Execution of Business Process Reengineering in the proper way can be a game-changer to any organization. If properly handled, business process reengineering can perform miracles on a failing or stagnating Enterprise, driving profits and growth should be at the next level.
Business process reengineering, however, is not the easiest concept to grasp.
It involves enforcing a change in an organization – tearing down something people are used to and creating something new.
When is Business Process Re-Engineering Required?
The requirement for Business Process Reengineering surfaces in different ways. here are some indications alters that it may be time for a BPR project.
- Customer complaints and refund requests are rising.
- Staff stress, disputes, and turnover are high.
- Chaos reigns after experienced employees depart or go out on leave.
- Profitability is falling.
- Sales leads are not being followed up upon quickly.
- Corporate governance has been lacking.
- You are struggling with your cash flow.
- Your inventory levels are rising.
- You can’t fill customer orders quickly enough.
Business Process Reengineering Phases:
Project kick-off: A number of workshops are held where project scope, sponsors commitment, project risk, milestones, and deliverables are discussed. Strength, Weakness, and Opportunities are carried out with active participation.
Business Process Reengineering consultants define objectives, finalize scope, select procedures, and kickoff meetings. After that, they analyze process issues, do GAP analysis and recommend solutions.
Process identification and data gathering: The current practice of Interfacing with business partners is gathered. The use of existing technologies is comprehended. Strategic business processes to be reengineered, are identified.
Process Reengineering: Actual reengineering begins in this phase. A number of brainstorming sessions are held with the project team and other stakeholders, where current business processes are critically analyzed to determine non-value adding activities and identify excess control and check, always with customer value as a prime focus. The impact of new technologies on process improvement is also evaluated. New process ideas with reduced check and control and enabling technologies such as Workflow automation and ERP are envisioned.

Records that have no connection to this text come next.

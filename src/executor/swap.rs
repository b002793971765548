// Copyright (C) 2025 Category Labs, Inc.
// SPDX-License-Identifier: GPL-3.0-or-later

//! Swap pre-signing for buying tokens.
//!
//! Calldata is encoded before the token exists, with a placeholder in the
//! swap path and a zero deadline. Finalizing patches both words in place and
//! signs, so nothing but transmission is left after detection.

use super::context::WalletContext;
use super::gas::{FeePair, GasStrategy};
use crate::error::SnipeError;
use alloy::eips::eip2718::Encodable2718;
use alloy::network::{EthereumWallet, TransactionBuilder};
use alloy::primitives::{address, Address, Bytes, B256, U256};
use alloy::rpc::types::TransactionRequest;
use alloy::sol;
use alloy::sol_types::SolCall;
use std::time::{Duration, Instant};
use tracing::{error, info};

/// Stands in for the token address until detection.
pub const PLACEHOLDER_TOKEN: Address = address!("0x000000000000000000000000000000000000dEaD");

/// Byte offset of the deadline word: selector, amountOutMin, path offset, to.
pub(crate) const BUY_DEADLINE_OFFSET: usize = 4 + 32 * 3;

// Router interface for swaps
sol! {
    interface IRouter {
        function swapExactETHForTokens(
            uint256 amountOutMin,
            address[] calldata path,
            address to,
            uint256 deadline
        ) external payable returns (uint256[] memory amounts);
    }
}

/// Fixed parameters of the buy, shared by every wallet.
#[derive(Debug, Clone)]
pub struct SwapParams {
    pub router: Address,
    pub wrapped_native: Address,
    /// Native amount spent per wallet.
    pub amount_in: U256,
    /// Minimum tokens out. Zero trades slippage protection for speed.
    pub min_out: U256,
    pub gas_limit: u64,
    pub deadline_secs: u64,
}

/// Router deadline embedded in a package's calldata.
#[derive(Debug, Clone, Copy, PartialEq, Eq)]
pub struct Deadline {
    /// Byte offset of the 32-byte deadline word.
    pub offset: usize,
    /// Seconds ahead of signing time.
    pub window_secs: u64,
    /// Unix time written into the signed bytes.
    pub at: u64,
}

impl Deadline {
    pub fn new(offset: usize, window_secs: u64) -> Self {
        Self {
            offset,
            window_secs,
            at: unix_now() + window_secs,
        }
    }

    /// Same word, restamped from `now`.
    pub fn renewed(&self, now: u64) -> Self {
        Self {
            at: now + self.window_secs,
            ..*self
        }
    }
}

/// A signed, broadcastable transaction and the request it came from.
#[derive(Debug, Clone)]
pub struct SignedPackage {
    pub raw: Bytes,
    pub request: TransactionRequest,
    pub nonce: u64,
    pub fees: FeePair,
    pub tx_hash: B256,
    pub sign_time: Duration,
    /// `None` for calls without a deadline, such as approvals.
    pub deadline: Option<Deadline>,
}

impl SignedPackage {
    /// Whether the signed bytes can still be executed at `now`.
    pub fn is_fresh(&self, now: u64) -> bool {
        self.deadline.map_or(true, |d| d.at > now)
    }

    /// Copy of the request with the deadline word restamped from `now`.
    pub fn renewed_request(&self, now: u64) -> Result<(TransactionRequest, Option<Deadline>), SnipeError> {
        let mut request = self.request.clone();
        let Some(deadline) = self.deadline else {
            return Ok((request, None));
        };
        let deadline = deadline.renewed(now);
        let input = self
            .request
            .input
            .input()
            .ok_or_else(|| SnipeError::Signing("package has no calldata".into()))?;
        request.set_input(write_deadline(input, deadline.offset, deadline.at)?);
        Ok((request, Some(deadline)))
    }
}

/// Unsigned buy for one wallet, waiting for its token.
#[derive(Debug, Clone)]
pub struct PreparedSwap {
    pub ctx: WalletContext,
    pub request: TransactionRequest,
}

/// Builds and signs buy transactions without touching the network.
#[derive(Debug, Clone)]
pub struct PreSigner {
    params: SwapParams,
    gas_strategy: GasStrategy,
    priority_floor: u128,
    #[cfg(test)]
    sign_delay: Duration,
}

impl PreSigner {
    pub fn new(params: SwapParams, gas_strategy: GasStrategy, priority_floor: u128) -> Self {
        Self {
            params,
            gas_strategy,
            priority_floor,
            #[cfg(test)]
            sign_delay: Duration::ZERO,
        }
    }

    /// Fee pair for a wallet's snapshot before escalation.
    pub fn base_fees(&self, ctx: &WalletContext) -> FeePair {
        self.gas_strategy.calculate(ctx.fees, self.priority_floor)
    }

    /// Encode the buy with the placeholder token.
    pub fn prepare(&self, ctx: WalletContext) -> PreparedSwap {
        let call = IRouter::swapExactETHForTokensCall {
            amountOutMin: self.params.min_out,
            path: vec![self.params.wrapped_native, PLACEHOLDER_TOKEN],
            to: ctx.wallet.address,
            deadline: U256::ZERO,
        };

        let request = unsigned_request(
            &ctx,
            self.params.router,
            self.params.amount_in,
            Bytes::from(call.abi_encode()),
            self.params.gas_limit,
            self.base_fees(&ctx),
            ctx.nonce,
        );

        PreparedSwap { ctx, request }
    }

    /// Patch the token and deadline in, then sign.
    pub async fn finalize(
        &self,
        prepared: &PreparedSwap,
        token: Address,
    ) -> Result<SignedPackage, SnipeError> {
        let started = Instant::now();
        let input = prepared
            .request
            .input
            .input()
            .ok_or_else(|| SnipeError::Signing("prepared swap has no calldata".into()))?;

        let deadline = Deadline::new(BUY_DEADLINE_OFFSET, self.params.deadline_secs);
        let patched = patch_calldata(input, token, deadline.at)?;

        let mut request = prepared.request.clone();
        request.set_input(patched);

        let fees = FeePair {
            max_fee_per_gas: request.max_fee_per_gas.unwrap_or_default(),
            max_priority_fee_per_gas: request.max_priority_fee_per_gas.unwrap_or_default(),
        };
        #[cfg(test)]
        tokio::time::sleep(self.sign_delay).await;
        let (raw, tx_hash) = sign_request(&prepared.ctx.wallet.signer, request.clone()).await?;

        Ok(SignedPackage {
            raw,
            request,
            nonce: prepared.ctx.nonce,
            fees,
            tx_hash,
            sign_time: started.elapsed(),
            deadline: Some(deadline),
        })
    }

    /// Finalize every wallet in parallel. Wallets that fail to sign are dropped.
    pub async fn finalize_all(
        &self,
        prepared: Vec<PreparedSwap>,
        token: Address,
    ) -> Vec<(WalletContext, SignedPackage)> {
        let started = Instant::now();
        let handles: Vec<_> = prepared
            .into_iter()
            .map(|p| {
                let signer = self.clone();
                tokio::spawn(async move {
                    let result = signer.finalize(&p, token).await;
                    (p.ctx, result)
                })
            })
            .collect();

        let mut packages = Vec::with_capacity(handles.len());
        for handle in futures_util::future::join_all(handles).await {
            match handle {
                Ok((ctx, Ok(package))) => {
                    info!(
                        "✍️ {} signed nonce {} in {:?} ({:?})",
                        ctx.wallet.label, package.nonce, package.sign_time, package.tx_hash
                    );
                    packages.push((ctx, package));
                }
                Ok((ctx, Err(e))) => {
                    error!("❌ Excluding {} {:?}: {}", ctx.wallet.label, ctx.wallet.address, e)
                }
                Err(e) => error!("❌ Signing task failed: {}", e),
            }
        }

        info!(
            "✍️ {} packages ready in {:?}",
            packages.len(),
            started.elapsed()
        );
        packages
    }
}

/// EIP-1559 request with every field the signer needs.
pub fn unsigned_request(
    ctx: &WalletContext,
    to: Address,
    value: U256,
    input: Bytes,
    gas_limit: u64,
    fees: FeePair,
    nonce: u64,
) -> TransactionRequest {
    TransactionRequest::default()
        .from(ctx.wallet.address)
        .to(to)
        .value(value)
        .input(input.into())
        .nonce(nonce)
        .gas_limit(gas_limit)
        .max_fee_per_gas(fees.max_fee_per_gas)
        .max_priority_fee_per_gas(fees.max_priority_fee_per_gas)
        .with_chain_id(ctx.chain_id)
}

/// Sign locally and return the EIP-2718 bytes with their hash.
pub async fn sign_request(
    wallet: &EthereumWallet,
    request: TransactionRequest,
) -> Result<(Bytes, B256), SnipeError> {
    let envelope = request
        .build(wallet)
        .await
        .map_err(|e| SnipeError::Signing(e.to_string()))?;
    let tx_hash = *envelope.tx_hash();
    Ok((Bytes::from(envelope.encoded_2718()), tx_hash))
}

pub fn unix_now() -> u64 {
    chrono::Utc::now().timestamp().max(0) as u64
}

/// Replace the placeholder token and the deadline word.
pub fn patch_calldata(input: &[u8], token: Address, deadline: u64) -> Result<Bytes, SnipeError> {
    let needle = PLACEHOLDER_TOKEN.as_slice();
    let at = input
        .windows(needle.len())
        .position(|w| w == needle)
        .ok_or_else(|| SnipeError::Signing("placeholder not found in calldata".into()))?;

    let mut out = write_deadline(input, BUY_DEADLINE_OFFSET, deadline)?.to_vec();
    out[at..at + 20].copy_from_slice(token.as_slice());
    Ok(Bytes::from(out))
}

/// Overwrite the 32-byte deadline word at `offset`.
pub fn write_deadline(input: &[u8], offset: usize, deadline: u64) -> Result<Bytes, SnipeError> {
    if input.len() < offset + 32 {
        return Err(SnipeError::Signing("calldata too short".into()));
    }
    let mut out = input.to_vec();
    out[offset..offset + 32].copy_from_slice(&U256::from(deadline).to_be_bytes::<32>());
    Ok(Bytes::from(out))
}

#[cfg(test)]
mod tests {
    use super::*;
    use crate::executor::context::tests::test_wallets;
    use crate::rpc::FeeSnapshot;
    use alloy::consensus::{Transaction as _, TxEnvelope};
    use alloy::eips::eip2718::Decodable2718;

    const TOKEN: Address = address!("0x1111111111111111111111111111111111111111");
    const ROUTER: Address = address!("0x2222222222222222222222222222222222222222");
    const WNATIVE: Address = address!("0x3333333333333333333333333333333333333333");

    fn ctx(index: usize, nonce: u64) -> WalletContext {
        WalletContext {
            wallet: test_wallets()[index].clone(),
            nonce,
            chain_id: 31337,
            fees: FeeSnapshot {
                base_fee: 1_000_000_000,
                priority_fee: 2_000_000_000,
            },
        }
    }

    fn signer() -> PreSigner {
        PreSigner::new(
            SwapParams {
                router: ROUTER,
                wrapped_native: WNATIVE,
                amount_in: U256::from(10u64).pow(U256::from(17u64)),
                min_out: U256::ZERO,
                gas_limit: 300_000,
                deadline_secs: 300,
            },
            GasStrategy::Aggressive,
            0,
        )
    }

    #[test]
    fn patching_replaces_placeholder_and_deadline() {
        let prepared = signer().prepare(ctx(0, 0));
        let input = prepared.request.input.input().unwrap().clone();
        let patched = patch_calldata(&input, TOKEN, 1_700_000_000).unwrap();

        let call = IRouter::swapExactETHForTokensCall::abi_decode(&patched).unwrap();
        assert_eq!(call.path, vec![WNATIVE, TOKEN]);
        assert_eq!(call.deadline, U256::from(1_700_000_000u64));
        assert_eq!(call.amountOutMin, U256::ZERO);
    }

    #[test]
    fn patching_rejects_foreign_calldata() {
        assert!(patch_calldata(&[0u8; 200], TOKEN, 1).is_err());
        assert!(patch_calldata(&[0u8; 8], TOKEN, 1).is_err());
    }

    #[tokio::test]
    async fn finalize_signs_for_the_detected_token() {
        let presigner = signer();
        let prepared = presigner.prepare(ctx(0, 7));
        let package = presigner.finalize(&prepared, TOKEN).await.unwrap();

        let envelope = TxEnvelope::decode_2718(&mut package.raw.as_ref()).unwrap();
        assert_eq!(envelope.nonce(), 7);
        assert_eq!(envelope.to(), Some(ROUTER));
        assert_eq!(*envelope.tx_hash(), package.tx_hash);

        let call = IRouter::swapExactETHForTokensCall::abi_decode(envelope.input()).unwrap();
        assert_eq!(call.path[1], TOKEN);
        assert_eq!(call.to, prepared.ctx.wallet.address);
    }

    #[tokio::test]
    async fn finalize_all_covers_every_wallet() {
        let presigner = signer();
        let prepared = (0..3).map(|i| presigner.prepare(ctx(i, i as u64))).collect();
        let packages = presigner.finalize_all(prepared, TOKEN).await;

        assert_eq!(packages.len(), 3);
        for (ctx, package) in &packages {
            assert_eq!(ctx.nonce, package.nonce);
        }
    }

    #[tokio::test]
    async fn finalize_all_signs_wallets_concurrently() {
        let mut presigner = signer();
        presigner.sign_delay = Duration::from_millis(150);
        let prepared = (0..3).map(|i| presigner.prepare(ctx(i, 0))).collect();

        let started = Instant::now();
        let packages = presigner.finalize_all(prepared, TOKEN).await;

        assert_eq!(packages.len(), 3);
        // Sequential would be at least 3 * 150ms.
        assert!(started.elapsed() < Duration::from_millis(400));
    }

    #[tokio::test]
    async fn renewed_request_restamps_only_the_deadline() {
        let presigner = signer();
        let mut package = presigner.finalize(&presigner.prepare(ctx(0, 0)), TOKEN).await.unwrap();
        package.deadline = package.deadline.map(|d| Deadline { at: 10, ..d });
        assert!(!package.is_fresh(unix_now()));

        let now = unix_now();
        let (request, deadline) = package.renewed_request(now).unwrap();

        assert_eq!(deadline.unwrap().at, now + 300);
        let call = IRouter::swapExactETHForTokensCall::abi_decode(request.input.input().unwrap()).unwrap();
        assert_eq!(call.deadline, U256::from(now + 300));
        assert_eq!(call.path, vec![WNATIVE, TOKEN]);
    }
}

Change management: Business Process Reengineering consultants finalize the team, prepare a project, perform risk analysis and develop project plans in the planning step. They focus on project oversight, client relationship, status report, and project closure.

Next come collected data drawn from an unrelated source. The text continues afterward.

// Copyright (C) 2025 Category Labs, Inc.
// SPDX-License-Identifier: GPL-3.0-or-later

//! Pre-broadcast safety checks.

pub mod safety;

pub use safety::SafetyFilter;
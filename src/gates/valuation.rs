// Copyright (C) 2025 Category Labs, Inc.
// SPDX-License-Identifier: GPL-3.0-or-later

//! Fully-diluted market value of the target, in millions of the fiat unit.
//!
//! supply x (native per token in the target pair) x (stable per native in
//! the reference pair) x stable fiat quote.

use crate::error::SnipeError;
use alloy::primitives::{Address, U256};
use alloy::providers::Provider;
use alloy::sol;
use reqwest::Client;
use serde::Deserialize;
use std::future::Future;
use std::time::Duration;
use tokio::sync::OnceCell;
use tracing::{debug, warn};

/// Decimals of the native asset.
const NATIVE_DECIMALS: u8 = 18;

/// Quote used when the price API is unset or unreachable.
const STABLE_PEG: f64 = 1.0;

sol! {
    #[sol(rpc)]
    interface IFactory {
        function getPair(address tokenA, address tokenB) external view returns (address pair);
    }
}

sol! {
    #[sol(rpc)]
    interface IPair {
        function token0() external view returns (address);
        function getReserves() external view returns (uint112 reserve0, uint112 reserve1, uint32 blockTimestampLast);
    }
}

sol! {
    #[sol(rpc)]
    interface IERC20Meta {
        function totalSupply() external view returns (uint256);
        function decimals() external view returns (uint8);
    }
}

/// Anything that can produce the current value in millions.
pub trait ValueSource: Send + Sync {
    fn value_millions(&self) -> impl Future<Output = Result<f64, SnipeError>> + Send;
}

fn scaled(amount: U256, decimals: u8) -> f64 {
    let raw: f64 = amount.to_string().parse().unwrap_or(0.0);
    raw / 10f64.powi(i32::from(decimals))
}

/// Reserves of a pair ordered as (native, other).
#[derive(Debug, Clone, Copy, PartialEq, Eq)]
pub struct PairReserves {
    pub native: U256,
    pub other: U256,
}

/// Value in millions from raw on-chain quantities.
pub fn market_value_millions(
    supply: U256,
    token_decimals: u8,
    target: PairReserves,
    reference: PairReserves,
    stable_decimals: u8,
    stable_quote: f64,
) -> Result<f64, SnipeError> {
    if target.other.is_zero() || target.native.is_zero() {
        return Err(SnipeError::Gate("target pair has no liquidity".into()));
    }
    if reference.native.is_zero() || reference.other.is_zero() {
        return Err(SnipeError::Gate("reference pair has no liquidity".into()));
    }

    let native_per_token =
        scaled(target.native, NATIVE_DECIMALS) / scaled(target.other, token_decimals);
    let stable_per_native =
        scaled(reference.other, stable_decimals) / scaled(reference.native, NATIVE_DECIMALS);
    let value = scaled(supply, token_decimals) * native_per_token * stable_per_native * stable_quote;

    Ok(value / 1_000_000.0)
}

#[derive(Deserialize, Debug)]
struct PriceTicker {
    price: String,
}

/// Stable-to-fiat quote from an HTTP ticker endpoint returning `{"price": "..."}`.
#[derive(Clone)]
pub struct PriceFeed {
    client: Client,
    url: Option<String>,
}

impl PriceFeed {
    pub fn new(url: Option<String>) -> Result<Self, SnipeError> {
        let client = Client::builder()
            .timeout(Duration::from_secs(5))
            .build()
            .map_err(|e| SnipeError::Config(format!("http client: {e}")))?;
        Ok(Self { client, url })
    }

    /// Current quote, falling back to the 1.0 peg.
    pub async fn stable_quote(&self) -> f64 {
        let Some(url) = &self.url else {
            return STABLE_PEG;
        };
        match self.fetch(url).await {
            Ok(price) => price,
            Err(e) => {
                warn!("⚠️ Price API failed ({}), using {} peg", e, STABLE_PEG);
                STABLE_PEG
            }
        }
    }

    async fn fetch(&self, url: &str) -> Result<f64, SnipeError> {
        let resp = self
            .client
            .get(url)
            .send()
            .await
            .map_err(|e| SnipeError::Gate(e.to_string()))?;
        if !resp.status().is_success() {
            return Err(SnipeError::Gate(format!("price API status {}", resp.status())));
        }
        let ticker: PriceTicker = resp
            .json()
            .await
            .map_err(|e| SnipeError::Gate(e.to_string()))?;
        ticker
            .price
            .parse::<f64>()
            .ok()
            .filter(|p| p.is_finite() && *p > 0.0)
            .ok_or_else(|| SnipeError::Gate(format!("bad price {}", ticker.price)))
    }
}

/// On-chain valuation of one token against a V2-style factory.
pub struct MarketValuer<P> {
    provider: P,
    token: Address,
    factory: Address,
    wrapped_native: Address,
    reference_pair: Address,
    stable_decimals: u8,
    feed: PriceFeed,
    /// Resolved lazily; the pair may not exist before launch.
    pair: OnceCell<Address>,
    token_decimals: OnceCell<u8>,
}

impl<P: Provider + Clone + Send + Sync + 'static> MarketValuer<P> {
    pub fn new(
        provider: P,
        token: Address,
        factory: Address,
        wrapped_native: Address,
        reference_pair: Address,
        stable_decimals: u8,
        feed: PriceFeed,
    ) -> Self {
        Self {
            provider,
            token,
            factory,
            wrapped_native,
            reference_pair,
            stable_decimals,
            feed,
            pair: OnceCell::new(),
            token_decimals: OnceCell::new(),
        }
    }

    async fn pair(&self) -> Result<Address, SnipeError> {
        self.pair
            .get_or_try_init(|| async {
                let pair = IFactory::new(self.factory, &self.provider)
                    .getPair(self.token, self.wrapped_native)
                    .call()
                    .await
                    .map_err(|e| SnipeError::Gate(format!("getPair: {e}")))?;
                if pair.is_zero() {
                    return Err(SnipeError::Gate("pair not created yet".into()));
                }
                debug!("Pair for {:?}: {:?}", self.token, pair);
                Ok(pair)
            })
            .await
            .copied()
    }

    async fn token_decimals(&self) -> Result<u8, SnipeError> {
        self.token_decimals
            .get_or_try_init(|| async {
                IERC20Meta::new(self.token, &self.provider)
                    .decimals()
                    .call()
                    .await
                    .map_err(|e| SnipeError::Gate(format!("decimals: {e}")))
            })
            .await
            .copied()
    }

    /// Reserves of `pair` with the wrapped native side first.
    async fn reserves(&self, pair: Address) -> Result<PairReserves, SnipeError> {
        let contract = IPair::new(pair, &self.provider);
        let (token0, reserves) = tokio::try_join!(
            async {
                contract
                    .token0()
                    .call()
                    .await
                    .map_err(|e| SnipeError::Gate(format!("token0: {e}")))
            },
            async {
                contract
                    .getReserves()
                    .call()
                    .await
                    .map_err(|e| SnipeError::Gate(format!("getReserves: {e}")))
            },
        )?;

        let r0 = U256::from(reserves.reserve0.to::<u128>());
        let r1 = U256::from(reserves.reserve1.to::<u128>());
        Ok(if token0 == self.wrapped_native {
            PairReserves { native: r0, other: r1 }
        } else {
            PairReserves { native: r1, other: r0 }
        })
    }
}

impl<P: Provider + Clone + Send + Sync + 'static> ValueSource for MarketValuer<P> {
    async fn value_millions(&self) -> Result<f64, SnipeError> {
        let pair = self.pair().await?;
        let meta = IERC20Meta::new(self.token, &self.provider);
        let (supply, decimals, target, reference, quote) = tokio::try_join!(
            async {
                meta.totalSupply()
                    .call()
                    .await
                    .map_err(|e| SnipeError::Gate(format!("totalSupply: {e}")))
            },
            self.token_decimals(),
            self.reserves(pair),
            self.reserves(self.reference_pair),
            async { Ok(self.feed.stable_quote().await) },
        )?;

        market_value_millions(supply, decimals, target, reference, self.stable_decimals, quote)
    }
}

#[cfg(test)]
mod tests {
    use super::*;

    fn units(amount: u64, decimals: u8) -> U256 {
        U256::from(amount) * U256::from(10u64).pow(U256::from(decimals))
    }

    #[test]
    fn value_follows_both_pairs_and_the_quote() {
        // 1000 native for 100M tokens, 1B supply => 10_000 native cap.
        let target = PairReserves {
            native: units(1_000, 18),
            other: units(100_000_000, 18),
        };
        // 2000 stable per native.
        let reference = PairReserves {
            native: units(10, 18),
            other: units(20_000, 6),
        };

        let value =
            market_value_millions(units(1_000_000_000, 18), 18, target, reference, 6, 1.0).unwrap();
        assert!((value - 20.0).abs() < 1e-9);

        let discounted =
            market_value_millions(units(1_000_000_000, 18), 18, target, reference, 6, 0.5).unwrap();
        assert!((discounted - 10.0).abs() < 1e-9);
    }

    #[test]
    fn empty_pairs_are_gate_errors() {
        let empty = PairReserves {
            native: U256::ZERO,
            other: U256::ZERO,
        };
        let ok = PairReserves {
            native: U256::from(1u64),
            other: U256::from(1u64),
        };
        assert!(matches!(
            market_value_millions(U256::from(1u64), 18, empty, ok, 6, 1.0),
            Err(SnipeError::Gate(_))
        ));
        assert!(matches!(
            market_value_millions(U256::from(1u64), 18, ok, empty, 6, 1.0),
            Err(SnipeError::Gate(_))
        ));
    }

    #[tokio::test]
    async fn missing_price_api_uses_the_peg() {
        let feed = PriceFeed::new(None).unwrap();
        assert_eq!(feed.stable_quote().await, 1.0);
    }
}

Blueprint of a new system: Blueprinting involves information requirements, of new business processes. New organization structures, HR needs, performance monitoring and compensation, and technological needs, are also outlined.
Transformation: The migration plan would include the establishment of a new organizational structure, detailed training, and reallocation of the workforce, and cut-off dates for implementation. Change management and the introduction of new technologies will form an important part and may need the engagement of outside consultants for this specific purpose.

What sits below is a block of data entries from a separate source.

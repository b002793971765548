// Copyright (C) 2025 Category Labs, Inc.
// SPDX-License-Identifier: GPL-3.0-or-later

//! Ranked endpoint pool.

use super::endpoint::{Endpoint, EndpointClient};
use crate::error::SnipeError;
use rand::seq::SliceRandom;
use tracing::info;

pub struct EndpointPool<C> {
    endpoints: Vec<Endpoint<C>>,
}

impl<C: EndpointClient> EndpointPool<C> {
    /// Build the pool, ordering by capability tier and then by rank.
    pub fn new(mut endpoints: Vec<Endpoint<C>>) -> Result<Self, SnipeError> {
        if endpoints.is_empty() {
            return Err(SnipeError::NoEndpoints);
        }
        endpoints.sort_by_key(|e| (e.capabilities.tier(), e.rank));

        for e in &endpoints {
            info!(
                "📡 Endpoint {} (rank {}) pending={} blocks={}",
                e.id, e.rank, e.capabilities.pending_events, e.capabilities.block_events
            );
        }

        Ok(Self { endpoints })
    }

    pub fn list_endpoints(&self) -> &[Endpoint<C>] {
        &self.endpoints
    }

    /// Highest priority endpoint.
    pub fn primary(&self) -> &Endpoint<C> {
        &self.endpoints[0]
    }

    pub fn pick_random(&self) -> &Endpoint<C> {
        self.endpoints
            .choose(&mut rand::thread_rng())
            .unwrap_or(&self.endpoints[0])
    }

    pub fn push_capable(&self) -> impl Iterator<Item = &Endpoint<C>> {
        self.endpoints.iter().filter(|e| e.capabilities.any_push())
    }

    pub fn request_only(&self) -> impl Iterator<Item = &Endpoint<C>> {
        self.endpoints.iter().filter(|e| !e.capabilities.any_push())
    }

    pub fn len(&self) -> usize {
        self.endpoints.len()
    }
}

#[cfg(test)]
mod tests {
    use super::*;
    use crate::rpc::endpoint::Capabilities;
    use crate::rpc::mock::MockClient;

    fn caps(pending: bool, blocks: bool) -> Capabilities {
        Capabilities {
            pending_events: pending,
            block_events: blocks,
        }
    }

    #[test]
    fn pending_capable_ranks_above_block_only() {
        let pool = EndpointPool::new(vec![
            Endpoint::new("plain", 0, caps(false, false), MockClient::new()),
            Endpoint::new("blocks", 0, caps(false, true), MockClient::new()),
            Endpoint::new("pending-slow", 5, caps(true, true), MockClient::new()),
            Endpoint::new("pending-fast", 1, caps(true, false), MockClient::new()),
        ])
        .unwrap();

        let ids: Vec<&str> = pool.list_endpoints().iter().map(|e| e.id.as_str()).collect();
        assert_eq!(ids, ["pending-fast", "pending-slow", "blocks", "plain"]);
        assert_eq!(pool.primary().id, "pending-fast");
        assert_eq!(pool.push_capable().count(), 3);
        assert_eq!(pool.request_only().count(), 1);
    }

    #[test]
    fn empty_pool_is_rejected() {
        let res = EndpointPool::<MockClient>::new(Vec::new());
        assert!(matches!(res, Err(SnipeError::NoEndpoints)));
    }

    #[test]
    fn random_pick_stays_in_pool() {
        let pool = EndpointPool::new(vec![
            Endpoint::new("a", 0, caps(false, true), MockClient::new()),
            Endpoint::new("b", 1, caps(false, true), MockClient::new()),
        ])
        .unwrap();
        for _ in 0..32 {
            let id = &pool.pick_random().id;
            assert!(id == "a" || id == "b");
        }
    }
}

Project management: Business Process Reengineering consultants plan awareness campaigns, communication workshops, and top management workshops. They change profile characteristics, change readiness assessment, change management plan and implement the change management plan.
How is ERP helpful in Business Process Reengineering?
For successful Business Process Reengineering implementation, Information Technology plays the role of a key enabler. So, the question is raised whether it is logical to directly implement ERP and re-engineer business processes by adopting world-class practices, contained in ERP packages.
This approach would avoid embarking on Business Process Reengineering which is time-consuming, expensive, and risky. Also reengineered processes arising out of the Business Process Reengineering exercise may not be the best of class.
There is a risk in this approach if a proper ERP package is not chosen. Process orientation and ownership will be lacking from employees which may lead to major implementation difficulties.